● **What you need to do**
What is needed is the number of lines below that contain the string "struct", with no other text.
------------------------------------
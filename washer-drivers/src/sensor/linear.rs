//! Linear ADC temperature sensor
//!
//! Maps the full 12-bit ADC range linearly onto 0.0 to 100.0°C. Suits
//! conditioned probes with a linear voltage output.

use washer_core::traits::{SensorError, TemperatureSensor};

/// Largest 12-bit ADC sample
pub const ADC_MAX: u16 = 4095;

/// Temperature at full scale (°C x10)
const FULL_SCALE_X10: u32 = 1000;

/// ADC reading trait for platform abstraction
pub trait AdcReader {
    /// Read ADC value (12-bit, 0-4095)
    #[allow(clippy::result_unit_err)]
    fn read(&mut self) -> Result<u16, ()>;
}

/// Linear temperature sensor on an ADC channel
pub struct LinearAdcSensor<ADC> {
    adc: ADC,
}

impl<ADC> LinearAdcSensor<ADC> {
    /// Create a new sensor
    pub fn new(adc: ADC) -> Self {
        Self { adc }
    }

    /// Convert a raw sample to temperature (°C x10)
    pub fn sample_to_x10(raw: u16) -> Result<i16, SensorError> {
        if raw > ADC_MAX {
            return Err(SensorError::OutOfRange);
        }
        Ok((raw as u32 * FULL_SCALE_X10 / ADC_MAX as u32) as i16)
    }
}

impl<ADC: AdcReader> TemperatureSensor for LinearAdcSensor<ADC> {
    fn read_celsius_x10(&mut self) -> Result<i16, SensorError> {
        let raw = self.adc.read().map_err(|_| SensorError::ConversionError)?;
        Self::sample_to_x10(raw)
    }
}

#[cfg(test)]
mod tests {
    use super::*;

    /// Dummy ADC returning a fixed result
    struct DummyAdc(Result<u16, ()>);

    impl AdcReader for DummyAdc {
        fn read(&mut self) -> Result<u16, ()> {
            self.0
        }
    }

    #[test]
    fn test_scale_endpoints() {
        assert_eq!(LinearAdcSensor::<DummyAdc>::sample_to_x10(0), Ok(0));
        assert_eq!(LinearAdcSensor::<DummyAdc>::sample_to_x10(4095), Ok(1000));
        // Midpoint rounds down
        assert_eq!(LinearAdcSensor::<DummyAdc>::sample_to_x10(2048), Ok(500));
    }

    #[test]
    fn test_valve_thresholds_reachable() {
        // 25.0°C and 35.0°C sit at 1023.75 and 1433.25 counts
        assert_eq!(LinearAdcSensor::<DummyAdc>::sample_to_x10(1023), Ok(249));
        assert_eq!(LinearAdcSensor::<DummyAdc>::sample_to_x10(1024), Ok(250));
        assert_eq!(LinearAdcSensor::<DummyAdc>::sample_to_x10(1434), Ok(350));
        assert_eq!(LinearAdcSensor::<DummyAdc>::sample_to_x10(1438), Ok(351));
    }

    #[test]
    fn test_errors() {
        let mut sensor = LinearAdcSensor::new(DummyAdc(Ok(4096)));
        assert_eq!(sensor.read_celsius_x10(), Err(SensorError::OutOfRange));

        let mut sensor = LinearAdcSensor::new(DummyAdc(Err(())));
        assert_eq!(sensor.read_celsius_x10(), Err(SensorError::ConversionError));
    }

    #[test]
    fn test_read() {
        let mut sensor = LinearAdcSensor::new(DummyAdc(Ok(1228)));
        assert_eq!(sensor.read_celsius_x10(), Ok(299));
    }
}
------------------------------------
● **Output below**
2